Each line from the one containing "pub struct Fees" through the final line below must be reproduced exactly, and no others.

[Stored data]
============

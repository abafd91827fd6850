use serde::{Deserialize, Serialize};

/// Optional surcharges applied on top of the raw bill.
#[derive(Debug, Clone, Copy, PartialEq, Eq, Hash, Serialize, Deserialize)]
pub struct Fees {
    pub service_charge: bool,
    pub tax: bool,
}

impl Fees {
    pub const NONE: Fees = Fees {
        service_charge: false,
        tax: false,
    };

    pub const fn new(service_charge: bool, tax: bool) -> Self {
        Self {
            service_charge,
            tax,
        }
    }

    /// Short codes used in shared summaries, e.g. `+SVC+GST`.
    pub fn short_codes(&self) -> String {
        let mut codes = String::new();
        if self.service_charge {
            codes.push_str("+SVC");
        }
        if self.tax {
            codes.push_str("+GST");
        }
        codes
    }
}

/// Defaults match a fresh calculator: service charge on, tax off.
impl Default for Fees {
    fn default() -> Self {
        Self::new(true, false)
    }
}

/// Outcome of a split calculation.
#[derive(Debug, Clone, Copy, PartialEq, Default, Serialize, Deserialize)]
pub struct Split {
    pub total_with_fees: f64,
    pub amount_per_person: f64,
}

#[cfg(test)]
mod tests {
    use super::*;

    #[test]
    fn short_codes_follow_flag_order() {
        assert_eq!(Fees::new(true, true).short_codes(), "+SVC+GST");
        assert_eq!(Fees::new(false, true).short_codes(), "+GST");
        assert_eq!(Fees::NONE.short_codes(), "");
    }

    #[test]
    fn default_fees_enable_service_charge_only() {
        let fees = Fees::default();
        assert!(fees.service_charge);
        assert!(!fees.tax);
    }
}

============

### SOLVED PROBLEM
pub struct Fees {
    pub service_charge: bool,
    pub tax: bool,
}

impl Fees {
    pub const NONE: Fees = Fees {
        service_charge: false,
        tax: false,
    };

    pub const fn new(service_charge: bool, tax: bool) -> Self {
        Self {
            service_charge,
            tax,
        }
    }

    /// Short codes used in shared summaries, e.g. `+SVC+GST`.
    pub fn short_codes(&self) -> String {
        let mut codes = String::new();
        if self.service_charge {
            codes.push_str("+SVC");
        }
        if self.tax {
            codes.push_str("+GST");
        }
        codes
    }
}

/// Defaults match a fresh calculator: service charge on, tax off.
impl Default for Fees {
    fn default() -> Self {
        Self::new(true, false)
    }
}

/// Outcome of a split calculation.
#[derive(Debug, Clone, Copy, PartialEq, Default, Serialize, Deserialize)]
pub struct Split {
    pub total_with_fees: f64,
    pub amount_per_person: f64,
}

#[cfg(test)]
mod tests {
    use super::*;

    #[test]
    fn short_codes_follow_flag_order() {
        assert_eq!(Fees::new(true, true).short_codes(), "+SVC+GST");
        assert_eq!(Fees::new(false, true).short_codes(), "+GST");
        assert_eq!(Fees::NONE.short_codes(), "");
    }

    #[test]
    fn default_fees_enable_service_charge_only() {
        let fees = Fees::default();
        assert!(fees.service_charge);
        assert!(!fees.tax);
    }
}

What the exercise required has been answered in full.